Scan the data below and copy each line where "with" occurs.

<<<<

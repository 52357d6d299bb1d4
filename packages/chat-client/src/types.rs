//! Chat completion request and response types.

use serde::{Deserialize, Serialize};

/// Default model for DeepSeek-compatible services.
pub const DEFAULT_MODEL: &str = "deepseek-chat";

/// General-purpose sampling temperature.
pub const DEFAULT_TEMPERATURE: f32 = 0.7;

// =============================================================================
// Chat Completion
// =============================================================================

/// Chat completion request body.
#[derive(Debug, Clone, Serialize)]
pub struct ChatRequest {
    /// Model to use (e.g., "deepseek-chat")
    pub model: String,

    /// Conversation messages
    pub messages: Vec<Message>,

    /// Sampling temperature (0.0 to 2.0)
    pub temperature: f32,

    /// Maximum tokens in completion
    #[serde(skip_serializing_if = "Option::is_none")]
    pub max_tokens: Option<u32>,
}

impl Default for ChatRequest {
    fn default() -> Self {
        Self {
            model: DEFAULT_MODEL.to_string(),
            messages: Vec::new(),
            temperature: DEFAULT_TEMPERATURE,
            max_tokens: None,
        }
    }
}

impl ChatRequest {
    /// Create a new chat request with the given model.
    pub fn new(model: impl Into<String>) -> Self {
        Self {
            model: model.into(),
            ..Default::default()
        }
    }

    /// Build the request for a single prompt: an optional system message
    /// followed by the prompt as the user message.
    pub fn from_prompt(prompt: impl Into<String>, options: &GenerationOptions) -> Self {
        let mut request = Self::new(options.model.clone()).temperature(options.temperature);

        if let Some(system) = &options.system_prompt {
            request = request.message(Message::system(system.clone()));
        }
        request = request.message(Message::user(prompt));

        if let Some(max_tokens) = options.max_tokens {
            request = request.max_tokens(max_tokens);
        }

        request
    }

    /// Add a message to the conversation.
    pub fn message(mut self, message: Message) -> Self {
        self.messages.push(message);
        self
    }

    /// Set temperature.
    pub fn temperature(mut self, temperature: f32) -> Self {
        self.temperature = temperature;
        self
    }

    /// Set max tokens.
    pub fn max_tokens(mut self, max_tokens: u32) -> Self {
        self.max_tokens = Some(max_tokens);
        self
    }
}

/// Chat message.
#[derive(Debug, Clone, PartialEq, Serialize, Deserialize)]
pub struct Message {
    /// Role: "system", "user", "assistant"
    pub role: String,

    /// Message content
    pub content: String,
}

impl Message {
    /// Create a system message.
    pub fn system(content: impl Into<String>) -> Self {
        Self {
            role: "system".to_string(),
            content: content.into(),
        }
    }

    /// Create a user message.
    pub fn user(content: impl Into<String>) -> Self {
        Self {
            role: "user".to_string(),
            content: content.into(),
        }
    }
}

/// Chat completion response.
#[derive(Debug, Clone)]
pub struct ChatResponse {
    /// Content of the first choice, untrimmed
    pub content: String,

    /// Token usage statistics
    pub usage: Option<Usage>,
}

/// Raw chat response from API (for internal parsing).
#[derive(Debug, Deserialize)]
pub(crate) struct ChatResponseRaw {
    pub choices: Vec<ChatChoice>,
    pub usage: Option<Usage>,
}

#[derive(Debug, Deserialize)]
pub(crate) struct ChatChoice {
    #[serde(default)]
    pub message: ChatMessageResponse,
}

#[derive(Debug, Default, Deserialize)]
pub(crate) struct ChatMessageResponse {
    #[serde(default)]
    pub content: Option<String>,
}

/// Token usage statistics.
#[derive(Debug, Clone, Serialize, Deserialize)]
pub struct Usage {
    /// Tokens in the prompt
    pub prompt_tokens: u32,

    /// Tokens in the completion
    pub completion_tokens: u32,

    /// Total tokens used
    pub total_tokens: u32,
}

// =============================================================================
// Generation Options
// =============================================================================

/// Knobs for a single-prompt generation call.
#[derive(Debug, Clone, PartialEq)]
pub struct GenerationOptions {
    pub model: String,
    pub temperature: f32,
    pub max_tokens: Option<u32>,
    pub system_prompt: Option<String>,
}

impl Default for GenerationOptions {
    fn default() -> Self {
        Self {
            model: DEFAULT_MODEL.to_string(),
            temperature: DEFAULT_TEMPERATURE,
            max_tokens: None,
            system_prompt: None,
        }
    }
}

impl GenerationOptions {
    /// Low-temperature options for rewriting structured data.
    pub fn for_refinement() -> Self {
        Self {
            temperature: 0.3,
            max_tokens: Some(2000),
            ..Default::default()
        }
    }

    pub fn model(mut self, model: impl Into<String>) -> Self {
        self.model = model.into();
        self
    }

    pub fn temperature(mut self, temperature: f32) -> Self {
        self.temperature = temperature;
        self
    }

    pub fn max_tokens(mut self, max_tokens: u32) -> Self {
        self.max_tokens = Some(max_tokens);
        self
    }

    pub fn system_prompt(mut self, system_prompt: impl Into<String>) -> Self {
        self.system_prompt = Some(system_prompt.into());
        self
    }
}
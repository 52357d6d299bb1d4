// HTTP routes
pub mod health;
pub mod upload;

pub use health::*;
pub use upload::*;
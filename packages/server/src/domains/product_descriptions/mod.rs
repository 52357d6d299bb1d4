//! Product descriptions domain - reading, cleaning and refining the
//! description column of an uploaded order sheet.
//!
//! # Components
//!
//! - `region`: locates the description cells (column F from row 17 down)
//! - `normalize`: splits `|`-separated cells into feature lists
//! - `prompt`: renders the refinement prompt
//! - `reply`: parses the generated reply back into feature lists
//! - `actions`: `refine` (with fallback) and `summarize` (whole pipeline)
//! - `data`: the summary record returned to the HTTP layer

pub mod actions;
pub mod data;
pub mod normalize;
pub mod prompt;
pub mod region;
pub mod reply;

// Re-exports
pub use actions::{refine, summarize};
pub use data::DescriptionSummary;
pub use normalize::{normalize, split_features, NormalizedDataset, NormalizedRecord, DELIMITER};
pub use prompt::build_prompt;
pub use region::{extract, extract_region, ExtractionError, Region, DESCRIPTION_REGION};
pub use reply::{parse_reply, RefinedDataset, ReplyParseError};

>>>>
<<<<

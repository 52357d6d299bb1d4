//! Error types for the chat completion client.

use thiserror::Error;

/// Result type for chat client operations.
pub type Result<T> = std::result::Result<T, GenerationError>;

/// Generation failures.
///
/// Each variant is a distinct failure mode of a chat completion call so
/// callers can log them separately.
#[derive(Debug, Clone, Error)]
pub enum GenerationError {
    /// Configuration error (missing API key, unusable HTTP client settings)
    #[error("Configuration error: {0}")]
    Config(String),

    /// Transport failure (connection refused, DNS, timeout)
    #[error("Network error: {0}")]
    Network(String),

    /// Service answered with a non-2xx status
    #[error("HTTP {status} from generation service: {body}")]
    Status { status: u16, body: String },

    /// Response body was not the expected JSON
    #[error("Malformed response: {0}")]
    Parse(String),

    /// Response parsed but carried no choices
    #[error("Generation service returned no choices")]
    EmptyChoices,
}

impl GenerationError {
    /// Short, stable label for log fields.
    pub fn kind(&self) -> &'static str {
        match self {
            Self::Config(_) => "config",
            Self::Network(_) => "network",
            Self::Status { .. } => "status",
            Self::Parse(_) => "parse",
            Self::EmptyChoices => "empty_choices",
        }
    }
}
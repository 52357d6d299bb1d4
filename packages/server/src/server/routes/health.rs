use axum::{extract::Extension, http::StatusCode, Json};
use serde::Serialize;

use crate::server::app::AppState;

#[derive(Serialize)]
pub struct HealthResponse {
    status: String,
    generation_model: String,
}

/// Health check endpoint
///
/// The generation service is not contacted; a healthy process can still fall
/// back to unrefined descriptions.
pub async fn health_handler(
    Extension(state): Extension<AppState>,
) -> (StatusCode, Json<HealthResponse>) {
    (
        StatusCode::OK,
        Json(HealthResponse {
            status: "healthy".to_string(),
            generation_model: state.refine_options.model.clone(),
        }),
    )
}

>>>>

[Solution to this problem]
    /// Create a new chat request with the given model.
//! - `actions`: `refine` (with fallback) and `summarize` (whole pipeline)
    /// Service answered with a non-2xx status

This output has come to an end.